Task.
Everything from the line with "let _ = fault_tx.send(e);" down to the last line of the material below must be written out exactly. Leave out all other lines.

--- Dataset excerpts ---

impl Connection {
    /// Takes over an open WebSocket stream.
    ///
    /// Delivers [`TransportEvent::Opened`] to `sink` before returning, then
    /// runs the event loop on a new task.
    pub(crate) fn spawn<S>(
        ws_stream: WebSocketStream<S>,
        sink: Arc<dyn EventSink>,
        queue_limit: Option<usize>,
    ) -> JoinHandle<()>
    where
        S: AsyncRead + AsyncWrite + Unpin + Send + 'static,
    {
        let (command_tx, command_rx) = mpsc::unbounded_channel();
        let (deadline_tx, deadline_rx) = watch::channel(None);
        let shared = Arc::new(Shared::new(deadline_tx));

        let connection = Self {
            command_tx,
            shared: Arc::clone(&shared),
            queue_limit,
        };

        sink.deliver(TransportEvent::Opened(Arc::new(connection)));

        tokio::spawn(Self::run_event_loop(
            ws_stream,
            command_rx,
            deadline_rx,
            shared,
            sink,
        ))
    }

    /// Returns the number of text frames waiting to be written.
    #[inline]
    #[must_use]
    pub fn queued(&self) -> usize {
        self.shared.queued.load(Ordering::Acquire)
    }

    /// Reserves a slot in the outbound queue.
    fn reserve(&self) -> Result<()> {
        let previous = self.shared.queued.fetch_add(1, Ordering::AcqRel);
        if let Some(limit) = self.queue_limit
            && previous >= limit
        {
            self.shared.queued.fetch_sub(1, Ordering::AcqRel);
            return Err(Error::queue_full(limit));
        }
        Ok(())
    }

    /// Event loop that reads frames and decides when the connection ends.
    async fn run_event_loop<S>(
        ws_stream: WebSocketStream<S>,
        command_rx: mpsc::UnboundedReceiver<ConnectionCommand>,
        mut deadline_rx: watch::Receiver<Option<Instant>>,
        shared: Arc<Shared>,
        sink: Arc<dyn EventSink>,
    ) where
        S: AsyncRead + AsyncWrite + Unpin + Send + 'static,
    {
        let (ws_write, mut ws_read) = ws_stream.split();

        let (fault_tx, mut fault_rx) = mpsc::unbounded_channel();
        let (finish_tx, finish_rx) = oneshot::channel();
        let mut writer = tokio::spawn(Self::run_writer(
            ws_write,
            command_rx,
            Arc::clone(&shared),
            fault_tx,
            finish_rx,
        ));

        let mut close_deadline: Option<Instant> = None;
        let mut forced = false;

        let close_info = loop {
            tokio::select! {
                // Incoming frames from the peer
                message = ws_read.next() => {
                    match message {
                        Some(Ok(Message::Text(text))) => {
                            trace!(len = text.len(), "Text frame received");
                            sink.deliver(TransportEvent::Text(text.as_str().to_owned()));
                        }

                        Some(Ok(Message::Pong(payload))) => {
                            trace!(len = payload.len(), "Pong received");
                            sink.deliver(TransportEvent::Pong(payload.to_vec()));
                        }

                        Some(Ok(Message::Close(frame))) => {
                            if shared.closing.load(Ordering::Acquire) {
                                debug!("Closing handshake completed");
                                break shared.close_info();
                            }
                            debug!(frame = ?frame, "WebSocket closed by remote");
                            break CloseInfo::from_frame(frame.as_ref(), true);
                        }

                        Some(Err(e)) => {
                            let closing = shared.closing.load(Ordering::Acquire);
                            let fault = TransportFault::classify(e, closing);
                            sink.deliver(TransportEvent::Error(fault));
                            break shared.close_info();
                        }

                        None => {
                            debug!("WebSocket stream ended");
                            break shared.close_info();
                        }

                        // Ignore Binary, Ping, raw Frame
                        Some(Ok(_)) => {}
                    }
                }

                // Write failures from the writer task
                Some(e) = fault_rx.recv() => {
                    let closing = shared.closing.load(Ordering::Acquire);
                    let fault = TransportFault::classify(e, closing);
                    if !fault.is_expected() {
                        warn!("Frame write failed");
                    }
                    sink.deliver(TransportEvent::Error(fault));
                }

                // A local close armed the deadline
                Ok(()) = deadline_rx.changed() => {
                    close_deadline = *deadline_rx.borrow_and_update();
                }

                // Forced close once the peer had its chance
                () = async {
                    match close_deadline {
                        Some(deadline) => sleep_until(deadline).await,
                        None => pending().await,
                    }
                } => {
                    debug!("Close timeout elapsed, dropping socket");
                    forced = true;
                    break shared.close_info();
                }
            }
        };

        shared.open.store(false, Ordering::Release);

        // Let the writer flush a close reply unless the socket is being forced down.
        let _ = finish_tx.send(());
        if forced || timeout(WRITER_DRAIN_TIMEOUT, &mut writer).await.is_err() {
            debug!("Aborting writer");
            writer.abort();
            let _ = writer.await;
        }
        drop(ws_read);

        debug!(code = %close_info.code, by_peer = close_info.by_peer, "Event loop terminated");
        sink.deliver(TransportEvent::Closed(close_info));
    }

    /// Writes queued commands in order until the close frame is out.
    ///
    /// Failures go to `fault_tx` and end the task. `finish_rx` tells the
    /// writer that the reader is done; it then flushes and closes the sink.
    async fn run_writer<S>(
        mut ws_write: WsWriter<S>,
        mut command_rx: mpsc::UnboundedReceiver<ConnectionCommand>,
        shared: Arc<Shared>,
        fault_tx: mpsc::UnboundedSender<WsError>,
        mut finish_rx: oneshot::Receiver<()>,
    ) where
        S: AsyncRead + AsyncWrite + Unpin + Send + 'static,
    {
        loop {
            let command = tokio::select! {
                biased;

                _ = &mut finish_rx => {
                    let _ = ws_write.close().await;
                    break;
                }

                command = command_rx.recv() => command,
            };

            let message = match command {
                Some(ConnectionCommand::Text(text)) => {
                    shared.queued.fetch_sub(1, Ordering::AcqRel);
                    trace!(len = text.len(), "Writing text frame");
                    Message::Text(text.into())
                }

                Some(ConnectionCommand::Ping(payload)) => {
                    trace!("Writing ping");
                    Message::Ping(payload.into())
                }

                Some(ConnectionCommand::Close(frame)) => Message::Close(Some(frame)),

                None => {
                    debug!("All connection handles dropped, closing");
                    let request = CloseRequest::normal();
                    let frame = request.to_frame();
                    if !shared.closing.swap(true, Ordering::AcqRel) {
                        *shared.local_close.lock() = Some(request);
                    }
                    Message::Close(Some(frame))
                }
            };

            let is_close = matches!(message, Message::Close(_));
            if let Err(e) = ws_write.send(message).await {
                let _ = fault_tx.send(e);
                break;
            }
            if is_close {
                trace!("Close frame sent");
                break;
            }
        }

        let dropped = command_rx.len();
        if dropped > 0 {
            debug!(dropped, "Discarded frames queued after close");
        }
    }
}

---

Output.
                let _ = fault_tx.send(e);
                break;
            }
            if is_close {
                trace!("Close frame sent");
                break;
            }
        }

        let dropped = command_rx.len();
        if dropped > 0 {
            debug!(dropped, "Discarded frames queued after close");
        }
    }
}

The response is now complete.